Já no Complexo Médico Penal, para atender
a demanda, a direção da unidade apontou para o MP a necessidade de, pelo menos,
o dobro de servidores. “Se a gente é agredido por um preso, tem que vir
trabalhar mesmo quebrado. Eu já fui agredido várias vezes aqui e, uma vez, a
minha perna quebrou. Tive que vir de muleta”, conta Laudelino de Andrade, que
trabalha há 27 anos no CMP. Ele sozinho faz a movimentação e a guarda de dois
pavimentos de uma das galerias. Um trabalho que deveria ser feito por quatro
profissionais.

Violação
de direitos

“A Lei de Execução Penal diz que o preso tem que tomar duas horas
de banho de sol por dia. Aqui na PCE, esse direito só é garantido uma vez por
semana porque não existem agentes em quantidade que dê para fazer essa
movimentação de presos em segurança”, relatou um agente da Penitenciária
Central do Estado, que prefere não se identificar. Segundo a direção da
unidade, são movimentados diariamente cerca de 800 presos, levados para
atividades como consultas médicas, banho de sol, escola, transferências etc. No
dia da inspeção do MP à unidade, 31/05, esse procedimento foi feito por um
efetivo de apenas 12 servidores.

A falta de agentes compromete todo o
sistema prisional. Sem profissionais, não podem ser garantidos os direitos
mínimos do preso, que cobra diariamente do agente aquilo que é direito seu e
que o Estado não garante. “Essa pressão se soma à sobrecarga de trabalho do
agente, elevando ainda mais o estresse desse trabalhador, que vai o adoecendo.
Além de tudo, a baixa quantidade de agentes ainda aumenta o risco de rebeliões
na unidade, pois prejudica a prática dos procedimentos de segurança”, avalia
a presidente do Sindicato da categoria, Petruska Sviercoski.

Mobilizações unem a categoria

Os agentes penitenciários do Paraná têm se reunido em uma série de mobilizações para pressionar o governo a aumentar o efetivo. Uma das formas mais rápidas é o pagamento das promoções e progressões atrasadas. Com elas, haveria abertura de vagas na classe de acesso à categoria.
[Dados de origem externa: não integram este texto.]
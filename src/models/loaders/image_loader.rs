use crate::error::ScanError;
use crate::models::scan_file::ScanFile;
use std::path::Path;
use tokio::fs;

/// 扫描目录，收集所有图片并按文件名排序
///
/// 只看扩展名白名单，不进入子目录
pub async fn discover_images(dir: &Path) -> Result<Vec<ScanFile>, ScanError> {
    let read_dir_err = |source| ScanError::ReadDir {
        dir: dir.to_path_buf(),
        source,
    };

    let mut entries = fs::read_dir(dir).await.map_err(read_dir_err)?;
    let mut files = Vec::new();

    while let Some(entry) = entries.next_entry().await.map_err(read_dir_err)? {
        let metadata = entry.metadata().await.map_err(read_dir_err)?;
        if !metadata.is_file() {
            continue;
        }

        let Some(name) = entry.file_name().to_str().map(str::to_string) else {
            tracing::warn!("跳过非 UTF-8 文件名: {:?}", entry.file_name());
            continue;
        };

        if let Some(file) = ScanFile::new(name, metadata.len()) {
            files.push(file);
        }
    }

    files.sort_by(|a, b| a.name.cmp(&b.name));
    Ok(files)
}

#[cfg(test)]
mod tests {
    use super::*;
    use tempfile::tempdir;

    #[tokio::test]
    async fn test_discover_filters_and_sorts() {
        let dir = tempdir().unwrap();
        for name in ["b.png", "a.JPG", "c.jpeg", "notes.txt", "TEXT_CONTENT.md"] {
            std::fs::write(dir.path().join(name), b"xx").unwrap();
        }
        std::fs::create_dir(dir.path().join("d.png")).unwrap();

        let files = discover_images(dir.path()).await.unwrap();
        let names: Vec<_> = files.iter().map(|f| f.name.as_str()).collect();
        assert_eq!(names, vec!["a.JPG", "b.png", "c.jpeg"]);
        assert!(files.iter().all(|f| f.size == 2));
    }

    #[tokio::test]
    async fn test_missing_directory_is_an_error() {
        let dir = tempdir().unwrap();
        let result = discover_images(&dir.path().join("missing")).await;
        assert!(matches!(result, Err(ScanError::ReadDir { .. })));
    }
}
Atualmente, das 4.131 vagas disponíveis na carreira, apenas 3.289 estão ocupadas, segundo dados do Grupo de Recursos Humanos da SESP, órgão ao qual o Departamento Penitenciário do Paraná (DEPEN-PR) está vinculado. Há ainda 842 vagas que poderiam ser abertas, caso houvesse a promoção dos servidores que completaram 10 anos de carreira, conforme determina a legislação ao pessoal do Quadro Próprio do Poder Executivo (QPPE).
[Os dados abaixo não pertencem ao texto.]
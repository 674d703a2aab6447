//! 扫描批次处理器 - 编排层
//!
//! ## 职责
//!
//! 本模块是整个应用的入口，负责一次运行的完整调度。
//!
//! ## 核心功能
//!
//! 1. **扫描目录**：收集所有图片，没有图片直接失败
//! 2. **完整模式**：排序 → 重命名 → 生成 PDF → OCR
//! 3. **OCR 模式**：假定图片已排好序并重命名，直接 OCR
//! 4. **全局统计**：输出页数和 OCR 结果

use crate::config::{Config, RunMode};
use crate::error::ScanError;
use crate::models::{discover_images, ScanFile};
use crate::services::confirm::{confirmer_for, Confirmer};
use crate::services::ocr_service::{OcrService, TextExtractor};
use crate::services::pdf_assembler::{write_document, DocumentAssembler, PdfAssembler};
use crate::services::{rename_files, reorder};
use crate::utils::logging::{log_images_found, log_reordered, log_startup, print_final_stats};
use crate::workflow::{ExtractionFlow, ExtractionOutcome, SkipReason};
use std::path::PathBuf;
use tracing::{error, info};

/// 一次运行的结果
#[derive(Debug)]
pub struct RunSummary {
    /// 最终页序
    pub pages: Vec<ScanFile>,
    /// OCR 结果
    pub extraction: ExtractionOutcome,
}

/// 应用主结构
pub struct App<E = OcrService> {
    config: Config,
    extraction: ExtractionFlow<E>,
    assembler: Box<dyn DocumentAssembler>,
}

impl App<OcrService> {
    /// 初始化应用：OpenAI OCR + lopdf PDF，终端在场时交互确认
    pub fn initialize(config: Config) -> Self {
        let extractor = OcrService::new(&config);
        if config.has_credentials() {
            info!("🤖 OCR 模型: {}", extractor.model_name());
        }
        let confirmer = confirmer_for(config.assume_yes);
        Self::with_services(config, extractor, confirmer, Box::new(PdfAssembler))
    }
}

impl<E: TextExtractor> App<E> {
    /// 使用自定义能力创建应用
    pub fn with_services(
        config: Config,
        extractor: E,
        confirmer: Box<dyn Confirmer>,
        assembler: Box<dyn DocumentAssembler>,
    ) -> Self {
        let extraction = ExtractionFlow::new(&config, extractor, confirmer);
        Self {
            config,
            extraction,
            assembler,
        }
    }

    /// 运行应用主逻辑
    pub async fn run(&self) -> Result<RunSummary, ScanError> {
        log_startup(&self.config);

        // 加载所有图片
        info!("\n📁 正在扫描图片...");
        let images = discover_images(&self.config.data_dir).await?;
        if images.is_empty() {
            error!("❌ 没有找到图片文件: {}", self.config.data_dir.display());
            return Err(ScanError::NoImages {
                dir: self.config.data_dir.clone(),
            });
        }
        log_images_found(images.len());

        let pages = match self.config.mode {
            RunMode::Full => self.prepare_document(images).await?,
            RunMode::OcrOnly => images,
        };

        let extraction = self
            .extraction
            .run(&self.config.data_dir, &pages, &self.config.filename)
            .await?;

        print_final_stats(pages.len(), &describe(&extraction));

        Ok(RunSummary { pages, extraction })
    }

    /// 排序 → 重命名 → 生成 PDF
    async fn prepare_document(&self, images: Vec<ScanFile>) -> Result<Vec<ScanFile>, ScanError> {
        let ordered = reorder(&images);
        log_reordered(&ordered.iter().map(|f| f.name.clone()).collect::<Vec<_>>());

        let renamed = rename_files(&self.config.data_dir, &ordered, &self.config.filename).await?;

        let image_paths: Vec<PathBuf> = renamed
            .iter()
            .map(|f| self.config.data_dir.join(&f.name))
            .collect();
        let pdf_path = self.config.pdf_path();
        write_document(self.assembler.as_ref(), &image_paths, &pdf_path).await?;
        info!("✓ 已生成 PDF: {}", pdf_path.display());

        Ok(renamed)
    }
}

fn describe(outcome: &ExtractionOutcome) -> String {
    match outcome {
        ExtractionOutcome::Completed(report) => format!(
            "完成 {} 页，请求 {} 次，退避等待 {:?}",
            report.pages, report.attempts, report.backoff
        ),
        ExtractionOutcome::Skipped(SkipReason::MissingCredentials) => "已跳过（未设置 API key）".to_string(),
        ExtractionOutcome::Skipped(SkipReason::Declined) => "已跳过（操作者取消）".to_string(),
    }
}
Em 2013, foi realizado um concurso público, cujo prazo de validade expira em julho de 2017, após prorrogação de dois anos realizada em 2015. Há 1.200 aprovados para serem chamados.
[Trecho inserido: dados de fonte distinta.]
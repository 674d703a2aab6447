//! 扫描图片
//!
//! 目录中的一张扫描图片，只保存文件名和大小，不持有图片内容

use std::path::Path;

/// 支持的图片类型
#[derive(Debug, Clone, Copy, PartialEq, Eq)]
pub enum ImageKind {
    Jpeg,
    Png,
}

impl ImageKind {
    /// 根据扩展名判断图片类型（不区分大小写）
    pub fn from_file_name(name: &str) -> Option<Self> {
        let ext = Path::new(name).extension()?.to_str()?.to_lowercase();
        match ext.as_str() {
            "jpg" | "jpeg" => Some(ImageKind::Jpeg),
            "png" => Some(ImageKind::Png),
            _ => None,
        }
    }

    /// 传输时使用的 MIME 类型
    pub fn mime_type(&self) -> &'static str {
        match self {
            ImageKind::Jpeg => "image/jpeg",
            ImageKind::Png => "image/png",
        }
    }
}

/// 扫描图片
#[derive(Debug, Clone, PartialEq, Eq)]
pub struct ScanFile {
    /// 文件名（含扩展名）
    pub name: String,
    /// 文件大小（字节）
    pub size: u64,
    /// 图片类型
    pub kind: ImageKind,
}

impl ScanFile {
    /// 文件名不在白名单内时返回 None
    pub fn new(name: impl Into<String>, size: u64) -> Option<Self> {
        let name = name.into();
        let kind = ImageKind::from_file_name(&name)?;
        Some(Self { name, size, kind })
    }

    /// 原始扩展名（带点，保留大小写）
    pub fn extension(&self) -> String {
        Path::new(&self.name)
            .extension()
            .and_then(|e| e.to_str())
            .map(|e| format!(".{}", e))
            .unwrap_or_default()
    }

    /// 换一个文件名，大小和类型不变
    pub fn renamed(&self, name: impl Into<String>) -> Self {
        Self {
            name: name.into(),
            size: self.size,
            kind: self.kind,
        }
    }
}

#[cfg(test)]
mod tests {
    use super::*;

    #[test]
    fn test_kind_from_extension() {
        assert_eq!(ImageKind::from_file_name("a.jpg"), Some(ImageKind::Jpeg));
        assert_eq!(ImageKind::from_file_name("a.JPEG"), Some(ImageKind::Jpeg));
        assert_eq!(ImageKind::from_file_name("scan.Png"), Some(ImageKind::Png));
        assert_eq!(ImageKind::from_file_name("notes.txt"), None);
        assert_eq!(ImageKind::from_file_name("jpg"), None);
    }

    #[test]
    fn test_extension_keeps_case() {
        let file = ScanFile::new("IMG_0001.JPG", 10).unwrap();
        assert_eq!(file.extension(), ".JPG");
        assert_eq!(file.kind.mime_type(), "image/jpeg");
    }
}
No último dia 20, mais de 400 agentes engrossaram a manifestação de servidores públicos estaduais na Praça Nossa Senhora Salete, em frente ao Palácio Iguaçu. Vindos de todas as regiões do Estado, eles deixaram claro que não vão recuar na luta e não descartam a possibilidade de uma greve da categoria, caso Beto Richa siga ignorando as reinvindicações da categoria.



Após o ato, o DEPEN-PR informou à imprensa que tem promovido mutirões de saúde para os agentes penitenciários e está desenvolvendo um projeto para oferecer atendimento psicossocial aos servidores. O Sindicato da categoria nega a existência dessas ações. “Basta pergunta se algum agende conhece esses projetos”, retruca Sviercoski.